Looking back, Milka, a chef, shares that she misses the stories they shared, harvesting and plucking fruits from the farm and taking walks with her cousins around the area. If she would change one thing about the way her family interacts now, she would solve the issues that caused the disunity. 

Like Milka, Celestine Junior, 25, grew up seeing his family hold get-togethers. To him, what was fascinating about those days was them (him and his cousins) being dressed up the same.

Other than having a full feast, Celestine shares that they would play games like football with their relatives, both young and old, and as night approached, sit by his grandma.

“She would tell us stories about her upbringing and what she expected of us when we grew up,” he says.

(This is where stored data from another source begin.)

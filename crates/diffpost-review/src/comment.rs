use diffpost_core::{DiffpostError, ExistingComment, PullRequestRef};

use crate::github::GitHubClient;

/// Hidden token identifying the comment this tool owns.
pub const COMMENT_MARKER: &str = "<!-- diffpost-review -->";

/// Heading placed above the review text.
pub const SECTION_LABEL: &str = "### Review";

/// Fixed footer of every published comment.
pub const TRAILING_NOTE: &str =
    "_Generated by diffpost. This comment is updated in place on every push._";

/// Render the comment body for `model` and `review_text`.
///
/// The output depends on nothing but the two arguments, and the marker is
/// always the very first thing in the body.
///
/// # Examples
///
/// ```
/// use diffpost_review::comment::{render_envelope, COMMENT_MARKER};
///
/// let body = render_envelope("gpt-4o", "Looks good.");
/// assert!(body.starts_with(COMMENT_MARKER));
/// assert!(body.contains("AI Code Review (model: gpt-4o)"));
/// ```
pub fn render_envelope(model: &str, review_text: &str) -> String {
    format!(
        "{COMMENT_MARKER}\nAI Code Review (model: {model})\n{SECTION_LABEL}\n{review_text}\n{TRAILING_NOTE}"
    )
}

/// First comment, in listing order, whose body contains [`COMMENT_MARKER`].
pub fn find_marker_comment(comments: &[ExistingComment]) -> Option<&ExistingComment> {
    comments.iter().find(|c| c.body.contains(COMMENT_MARKER))
}

/// What [`upsert_review_comment`] did.
#[derive(Debug, Clone, Copy, PartialEq, Eq)]
pub enum UpsertAction {
    /// No marker comment existed; a new one was posted.
    Created {
        /// Identifier of the new comment.
        id: u64,
    },
    /// The first marker comment was rewritten in place.
    Updated {
        /// Identifier of the rewritten comment.
        id: u64,
    },
}

impl UpsertAction {
    /// Identifier of the comment that now carries the review.
    pub fn comment_id(&self) -> u64 {
        match self {
            Self::Created { id } | Self::Updated { id } => *id,
        }
    }
}

/// Create or replace the marker comment on `pr` with `body`.
///
/// The thread is listed fresh on every call; nothing is cached between
/// runs. When several marker comments already exist only the first one is
/// updated and the rest are left alone. Two runs racing each other can both
/// see no marker and both create one.
///
/// # Errors
///
/// Returns the listing error if the thread cannot be fully enumerated, or
/// the create/update error. No write happens after a failed listing.
pub async fn upsert_review_comment(
    github: &GitHubClient,
    pr: &PullRequestRef,
    body: &str,
) -> Result<UpsertAction, DiffpostError> {
    let comments = github.list_issue_comments(pr).await?;

    match find_marker_comment(&comments) {
        Some(existing) => {
            let duplicates = comments
                .iter()
                .filter(|c| c.body.contains(COMMENT_MARKER))
                .count()
                - 1;
            if duplicates > 0 {
                tracing::warn!(
                    comment_id = existing.id,
                    duplicates,
                    "multiple review comments found, updating the first"
                );
            }
            let updated = github.update_comment(pr, existing.id, body).await?;
            tracing::info!(comment_id = updated.id, pr = %pr, "updated review comment");
            Ok(UpsertAction::Updated { id: updated.id })
        }
        None => {
            let created = github.create_comment(pr, body).await?;
            tracing::info!(comment_id = created.id, pr = %pr, "created review comment");
            Ok(UpsertAction::Created { id: created.id })
        }
    }
}
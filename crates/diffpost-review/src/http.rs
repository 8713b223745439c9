use std::sync::Arc;

use async_trait::async_trait;
use diffpost_core::DiffpostError;
use reqwest::Method;
use serde::de::DeserializeOwned;
use serde::Serialize;

/// `User-Agent` sent with every request.
pub const USER_AGENT: &str = concat!("diffpost/", env!("CARGO_PKG_VERSION"));

/// A transport-agnostic HTTP request.
///
/// # Examples
///
/// ```
/// use diffpost_review::http::HttpRequest;
/// use reqwest::Method;
///
/// let req = HttpRequest::new(Method::GET, "https://api.github.com/zen")
///     .header("Accept", "text/plain");
/// assert_eq!(req.headers.len(), 1);
/// assert!(req.body.is_none());
/// ```
#[derive(Debug, Clone)]
pub struct HttpRequest {
    /// HTTP method.
    pub method: Method,
    /// Absolute URL including any query string.
    pub url: String,
    /// Extra request headers.
    pub headers: Vec<(String, String)>,
    /// JSON body, if any.
    pub body: Option<serde_json::Value>,
}

impl HttpRequest {
    /// Start a request without headers or body.
    pub fn new(method: Method, url: impl Into<String>) -> Self {
        Self {
            method,
            url: url.into(),
            headers: Vec::new(),
            body: None,
        }
    }

    /// Add a header.
    pub fn header(mut self, name: impl Into<String>, value: impl Into<String>) -> Self {
        self.headers.push((name.into(), value.into()));
        self
    }

    /// Attach a JSON body.
    ///
    /// # Errors
    ///
    /// Returns [`DiffpostError::Serialization`] if `body` cannot be encoded.
    pub fn json<T: Serialize>(mut self, body: &T) -> Result<Self, DiffpostError> {
        self.body = Some(serde_json::to_value(body)?);
        Ok(self)
    }
}

/// Status and raw body of a completed exchange.
#[derive(Debug, Clone, PartialEq, Eq)]
pub struct HttpResponse {
    /// Status code.
    pub status: u16,
    /// Body text.
    pub body: String,
}

impl HttpResponse {
    /// `true` for 2xx statuses.
    pub fn is_success(&self) -> bool {
        (200..300).contains(&self.status)
    }
}

/// Executes a single request.
///
/// Implementations report only failures to obtain a response; status
/// handling belongs to [`HttpClient`].
#[async_trait]
pub trait Transport: Send + Sync {
    /// Perform `request` and return whatever the server answered.
    async fn execute(&self, request: HttpRequest) -> Result<HttpResponse, DiffpostError>;
}

/// Production transport backed by `reqwest`.
///
/// No timeout is configured; the platform's connection defaults apply.
pub struct ReqwestTransport {
    client: reqwest::Client,
}

impl ReqwestTransport {
    /// Build the underlying HTTP client.
    ///
    /// # Errors
    ///
    /// Returns [`DiffpostError::Config`] if the TLS backend cannot be set up.
    pub fn new() -> Result<Self, DiffpostError> {
        let client = reqwest::Client::builder()
            .user_agent(USER_AGENT)
            .build()
            .map_err(|e| DiffpostError::Config(format!("failed to create HTTP client: {e}")))?;
        Ok(Self { client })
    }
}

#[async_trait]
impl Transport for ReqwestTransport {
    async fn execute(&self, request: HttpRequest) -> Result<HttpResponse, DiffpostError> {
        let HttpRequest {
            method,
            url,
            headers,
            body,
        } = request;

        let mut builder = self.client.request(method, &url);
        for (name, value) in &headers {
            builder = builder.header(name.as_str(), value.as_str());
        }
        if let Some(body) = &body {
            builder = builder.json(body);
        }

        let response = builder.send().await.map_err(|e| DiffpostError::Transport {
            url: url.clone(),
            message: e.to_string(),
        })?;
        let status = response.status().as_u16();
        let body = response.text().await.map_err(|e| DiffpostError::Transport {
            url: url.clone(),
            message: format!("failed to read response body: {e}"),
        })?;

        Ok(HttpResponse { status, body })
    }
}

/// Request executor with uniform status and decoding errors.
///
/// Cheap to clone; all clones share one transport.
#[derive(Clone)]
pub struct HttpClient {
    transport: Arc<dyn Transport>,
}

impl HttpClient {
    /// Wrap a transport.
    pub fn new(transport: Arc<dyn Transport>) -> Self {
        Self { transport }
    }

    /// Send `request`, failing on any non-2xx status.
    ///
    /// # Errors
    ///
    /// Returns [`DiffpostError::Transport`] if no response arrived, or
    /// [`DiffpostError::Http`] carrying status and body otherwise.
    pub async fn send(&self, request: HttpRequest) -> Result<HttpResponse, DiffpostError> {
        let url = request.url.clone();
        tracing::debug!(method = %request.method, %url, "sending request");

        let response = self.transport.execute(request).await?;
        if !response.is_success() {
            return Err(DiffpostError::Http {
                status: response.status,
                url,
                body: response.body,
            });
        }
        Ok(response)
    }

    /// Send `request` and decode a JSON body.
    ///
    /// # Errors
    ///
    /// Everything [`HttpClient::send`] returns, plus
    /// [`DiffpostError::Decode`] when the body has the wrong shape.
    pub async fn send_json<T: DeserializeOwned>(
        &self,
        request: HttpRequest,
    ) -> Result<T, DiffpostError> {
        let url = request.url.clone();
        let response = self.send(request).await?;
        serde_json::from_str(&response.body).map_err(|e| DiffpostError::Decode {
            url,
            message: e.to_string(),
        })
    }
}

To Celestine, a digital creator, the get-togethers were rotational; organised and hosted by his parents and their brothers and sisters. 

“They still host, but the get-togethers do not feel the same as they did when we were growing up.”

Why so? 

“We all matured and grew apart. All of our parents work in different industries.”

While Celestine cannot pinpoint an exact reason that led to the discontinuation of the gatherings, he says that nowadays, the get-togethers do not happen as often as they used to. 

“Maybe in my own personal life, I can say, it was when I started pursuing digital creation and I focused so much on what I’m studying…such that when I’m invited to these gatherings, I cannot show up,” he admits. 

Does he regret it? 

“No. I feel like everything works for our good if by the end of the day, if you have good intentions, then in our future, we can have more celebrations.”

However, Celestine shares that the impact of not attending the get-togethers affected his relationship with them, as he has not spoken to some for years. 

“And that is very dangerous!” he remarks.

Looking back, Celestine admits that he misses movie nights, where all his relatives would sit down and watch one movie. 

Has the absence of family gatherings influenced his personal values and views on family traditions? 

“To be honest”, he replies, “I have grown so much more without the family gatherings. I think accepting that you are different is a good thing. When you are in a large gathering, those are your kind, your people; but when you are out there, you realise that you are different from the entire world.”